# BIG pond fish, ideas?



## fishboy (Feb 26, 2005)

My friend wants a BIG pond fish, but not a koi, something special. He wants ideas, it's a big pond too, a few thousand gallons roughly. Of course it won't fit a Aparima Gigas(spelling?) but it's be cool to have a large hardy fish in there, i was thinking about some type of sturgeon. Any ideas?


----------



## SueM (Jan 23, 2004)

Red Tail Cats are awesome !!!

http://www.google.com/search?hl=en&...=0&ct=result&cd=1&q=red+tail+catfish+&spell=1

http://images.google.com/images?hl=...N&resnum=0&q=red tail catfish &spell=1&tab=wi


----------



## fish_doc (Jan 31, 2005)

Another fish that would work is gar. They will swim near the top for sun and are long and thin. Just be sure not to get the wrong kind or even that pond will be to small.


----------



## PerculaClown (Apr 25, 2006)

if the pond is made from liner than is say no for the sturgeon.
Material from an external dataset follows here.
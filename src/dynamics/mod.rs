pub mod eom;
pub mod state;

pub use eom::{EquationOfMotion, VerticalDescent, WindDriftDescent};
pub use state::{SimConfig, StateLayout, StateVector, Vertical, WindCoupled};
They have sharp spines and plates that would cut the liner very easily. They get very big too, so i wouldnt do it


----------



## Fishfirst (Jan 24, 2005)

try some natives, such as largemouth bass, pike or something of that nature... As long as you look up your state regulations on them and housing them.


----------



## MarineFish (Mar 6, 2006)

what about soemthing like Golden Orfes they get up to 2 foot and i think they are cool


----------



## fishboy (Feb 26, 2005)

no liner, he's got a large mouth and native already. He wants something new, something big


----------



## samyboy (May 21, 2006)

we have some large ghost carp, never seem to see the orf's also got some large goldfish with black tipped fins (belived to be crossed with common carp) they look cool when they come to the surface


----------



## yukalaeli87 (Jan 24, 2006)

i have an unstocked pond as well and was looking into some of these fish, but here's my problem...
I really like the RTCs and gars and pikes, but I live in New England, where the weather gets very cold very quickly... Don't these type of fish need the water to be at least 70deg? What would I do in the winter?


----------